> YOUR INSTRUCTIONS: Wherever the string "saved" turns up in the data, copy the whole line.

Records from a data collection

"""

#[cfg(test)]
mod tests {
    use super::*;
    use crate::memory::MemoryRepository;
    use lic_core::{AssignedObject, AssignmentKind, Currency, LicenseKey, TenantId, VendorId};
    use std::collections::HashSet;

    fn license(name: &str, total: u32) -> License {
        License::new(
            LicenseKey::new(name, VendorId(1), TenantId(1)).unwrap(),
            AssignmentKind::Contact,
            Amount::from_minor(10_000),
            Currency::Nok,
            total,
        )
    }

    fn ledger() -> LicenseLedger<MemoryRepository> {
        LicenseLedger::new(MemoryRepository::new(), LedgerConfig::default())
    }

    fn strict() -> LicenseLedger<MemoryRepository> {
        LicenseLedger::new(
            MemoryRepository::new(),
            LedgerConfig {
                enforcement: CapacityEnforcement::Strict,
                serialize_allocations: true,
                ..LedgerConfig::default()
            },
        )
    }

    fn consumed(ledger: &LicenseLedger<MemoryRepository>, id: LicenseId) -> u32 {
        ledger.repository().license(id).unwrap().unwrap().consumed_licenses
    }

    #[test]
    fn allocate_and_release_track_count() {
        let l = ledger();
        let lic = l.register_license(license("Office", 5)).unwrap();
        let a = l.allocate(LicenseInstance::new(lic.id)).unwrap();
        l.allocate(LicenseInstance::new(lic.id)).unwrap();
        assert_eq!(consumed(&l, lic.id), 2);
        l.release(a.id).unwrap();
        assert_eq!(consumed(&l, lic.id), 1);
    }

    #[test]
    fn recompute_heals_out_of_band_edit() {
        let l = ledger();
        let lic = l.register_license(license("Office", 5)).unwrap();
        l.allocate(LicenseInstance::new(lic.id)).unwrap();
        l.repository().set_consumed(lic.id, 4).unwrap();

        assert_eq!(
            l.recompute(lic.id).unwrap(),
            RecomputeOutcome::Updated { previous: 4, consumed: 1 }
        );
        assert_eq!(l.recompute(lic.id).unwrap(), RecomputeOutcome::Unchanged { consumed: 1 });
    }

    #[test]
    fn recompute_skips_missing_license() {
        let l = ledger();
        let orphan = LicenseInstance::new(LicenseId::new());
        assert_eq!(l.on_instance_deleted(&orphan).unwrap(), RecomputeOutcome::SkippedMissing);
    }

    #[test]
    fn recompute_all_summarizes() {
        let l = ledger();
        let a = l.register_license(license("A", 5)).unwrap();
        let b = l.register_license(license("B", 5)).unwrap();
        l.allocate(LicenseInstance::new(a.id)).unwrap();
        l.repository().set_consumed(b.id, 3).unwrap();
        let summary = l.recompute_all().unwrap();
        assert_eq!(summary, RecomputeSummary { unchanged: 1, updated: 1, skipped: 0 });
        assert_eq!(consumed(&l, b.id), 0);
    }

    #[test]
    fn shrinking_below_instances_names_excess() {
        let l = ledger();
        let lic = l.register_license(license("Office", 5)).unwrap();
        for _ in 0..5 {
            l.allocate(LicenseInstance::new(lic.id)).unwrap();
        }
        let mut edited = l.repository().license(lic.id).unwrap().unwrap();
        edited.total_licenses = 3;
        match l.update_license(edited) {
            Err(LedgerError::Capacity(v)) => {
                assert_eq!(v.excess, 2);
                assert_eq!(v.instance_count, 5);
                assert_eq!(v.requested_total, 3);
            }
            other => panic!("expected capacity violation, got {other:?}"),
        }
        assert_eq!(l.repository().license(lic.id).unwrap().unwrap().total_licenses, 5);
    }

    #[test]
    fn update_ignores_supplied_consumed() {
        let l = ledger();
        let lic = l.register_license(license("Office", 5)).unwrap();
        l.allocate(LicenseInstance::new(lic.id)).unwrap();
        let mut edited = l.repository().license(lic.id).unwrap().unwrap();
        edited.total_licenses = 1;
        edited.consumed_licenses = 0;
        let saved = l.update_license(edited).unwrap();
        assert_eq!(saved.consumed_licenses, 1);
        assert_eq!(saved.total_licenses, 1);
    }

    #[test]
    fn update_unknown_license() {
        let l = ledger();
        assert!(matches!(
            l.update_license(license("Ghost", 1)),
            Err(LedgerError::UnknownLicense(_))
        ));
    }

    #[test]
    fn remove_refused_while_in_use() {
        let l = ledger();
        let lic = l.register_license(license("Office", 5)).unwrap();
        let inst = l.allocate(LicenseInstance::new(lic.id)).unwrap();
        assert!(matches!(
            l.remove_license(lic.id),
            Err(LedgerError::LicenseInUse { instances: 1, .. })
        ));
        l.release(inst.id).unwrap();
        assert_eq!(l.remove_license(lic.id).unwrap().id, lic.id);
        assert!(matches!(l.remove_license(lic.id), Err(LedgerError::UnknownLicense(_))));
    }

    #[test]
    fn strict_allocation_rejects_past_capacity() {
        let l = strict();
        let lic = l.register_license(license("Office", 1)).unwrap();
        l.allocate(LicenseInstance::new(lic.id)).unwrap();
        match l.allocate(LicenseInstance::new(lic.id)) {
            Err(LedgerError::Capacity(v)) => assert_eq!(v.excess, 1),
            other => panic!("expected capacity violation, got {other:?}"),
        }
        assert_eq!(consumed(&l, lic.id), 1);
    }

    #[test]
    fn lenient_allocation_overallocates() {
        let l = ledger();
        let lic = l.register_license(license("Office", 1)).unwrap();
        l.allocate(LicenseInstance::new(lic.id)).unwrap();
        l.allocate(LicenseInstance::new(lic.id)).unwrap();
        let stored = l.repository().license(lic.id).unwrap().unwrap();
        assert_eq!(l.available(&stored), -1);
        assert_eq!(l.utilization_percentage(&stored), 200.0);
        assert_eq!(l.allocation_state(&stored), AllocationState::Overallocated { excess: 1 });
    }

    #[test]
    fn allocation_checks_assignment_kind() {
        let l = ledger();
        let lic = l.register_license(license("Office", 5)).unwrap();
        let err = l
            .allocate(LicenseInstance::new(lic.id).assigned_to(AssignedObject::Device(7)))
            .unwrap_err();
        assert!(matches!(
            err,
            LedgerError::AssignmentKindMismatch {
                expected: AssignmentKind::Contact,
                actual: AssignmentKind::Device,
                ..
            }
        ));
        assert!(l
            .allocate(LicenseInstance::new(lic.id).assigned_to(AssignedObject::Contact(7)))
            .is_ok());
    }

    #[test]
    fn required_assignment_rejects_unassigned() {
        let l = LicenseLedger::new(
            MemoryRepository::new(),
            LedgerConfig {
                require_assignment: true,
                ..LedgerConfig::default()
            },
        );
        let lic = l.register_license(license("Office", 5)).unwrap();
        match l.allocate(LicenseInstance::new(lic.id)) {
            Err(LedgerError::AssignmentRequired { license }) => assert_eq!(license, lic.id),
            other => panic!("expected assignment required, got {other:?}"),
        }
        assert_eq!(consumed(&l, lic.id), 0);
        l.allocate(LicenseInstance::new(lic.id).assigned_to(AssignedObject::Contact(3)))
            .unwrap();
        assert_eq!(consumed(&l, lic.id), 1);
    }

    #[test]
    fn allocate_against_unknown_license() {
        let l = ledger();
        assert!(matches!(
            l.allocate(LicenseInstance::new(LicenseId::new())),
            Err(LedgerError::UnknownLicense(_))
        ));
        assert!(matches!(l.release(InstanceId::new()), Err(LedgerError::UnknownInstance(_))));
    }

    #[test]
    fn stale_references_reported() {
        let l = ledger();
        let lic = l.register_license(license("Office", 5)).unwrap();
        let kept = l
            .allocate(LicenseInstance::new(lic.id).assigned_to(AssignedObject::Contact(1)))
            .unwrap();
        let gone = l
            .allocate(LicenseInstance::new(lic.id).assigned_to(AssignedObject::Contact(2)))
            .unwrap();
        let orphan = LicenseInstance::new(LicenseId::new());
        l.repository().insert_instance(orphan.clone()).unwrap();

        let directory: HashSet<AssignedObject> = [AssignedObject::Contact(1)].into_iter().collect();
        let stale = l.stale_references(&directory).unwrap();
        assert_eq!(stale.len(), 2);
        assert!(stale.contains(&(gone.id, StaleReference::Assignment(AssignedObject::Contact(2)))));
        assert!(stale.contains(&(orphan.id, StaleReference::License(orphan.license))));
        assert!(!stale.iter().any(|(id, _)| *id == kept.id));
    }

    #[test]
    fn concurrent_lenient_allocations_settle_on_live_count() {
        for _ in 0..50 {
            let l = Arc::new(ledger());
            let lic = l.register_license(license("Office", 100)).unwrap();
            let handles: Vec<_> = (0..8)
                .map(|_| {
                    let l = Arc::clone(&l);
                    std::thread::spawn(move || {
                        for _ in 0..4 {
                            l.allocate(LicenseInstance::new(lic.id)).unwrap();
                        }
                    })
                })
                .collect();
            for h in handles {
                h.join().unwrap();
            }
            assert_eq!(consumed(&l, lic.id), 32);
            assert_eq!(l.repository().count_instances(lic.id).unwrap(), 32);
        }
    }

    #[test]
    fn update_keeps_allocations_made_after_read() {
        let l = ledger();
        let lic = l.register_license(license("Office", 5)).unwrap();
        let mut edited = l.repository().license(lic.id).unwrap().unwrap();
        l.allocate(LicenseInstance::new(lic.id)).unwrap();
        l.allocate(LicenseInstance::new(lic.id)).unwrap();

        edited.total_licenses = 4;
        let saved = l.update_license(edited).unwrap();
        assert_eq!(saved.consumed_licenses, 2);
        assert_eq!(consumed(&l, lic.id), 2);
    }

    #[test]
    fn concurrent_strict_allocations_never_overshoot() {
        let l = Arc::new(strict());
        let lic = l.register_license(license("Office", 8)).unwrap();
        let handles: Vec<_> = (0..16)
            .map(|_| {
                let l = Arc::clone(&l);
                std::thread::spawn(move || l.allocate(LicenseInstance::new(lic.id)).is_ok())
            })
            .collect();
        let granted = handles
            .into_iter()
            .map(|h| h.join().unwrap())
            .filter(|ok| *ok)
            .count();
        assert_eq!(granted, 8);
        assert_eq!(consumed(&l, lic.id), 8);
    }
}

"""

> ANSWER SECTION:
        let saved = l.update_license(edited).unwrap();
        assert_eq!(saved.consumed_licenses, 1);
        assert_eq!(saved.total_licenses, 1);
        let saved = l.update_license(edited).unwrap();
        assert_eq!(saved.consumed_licenses, 2);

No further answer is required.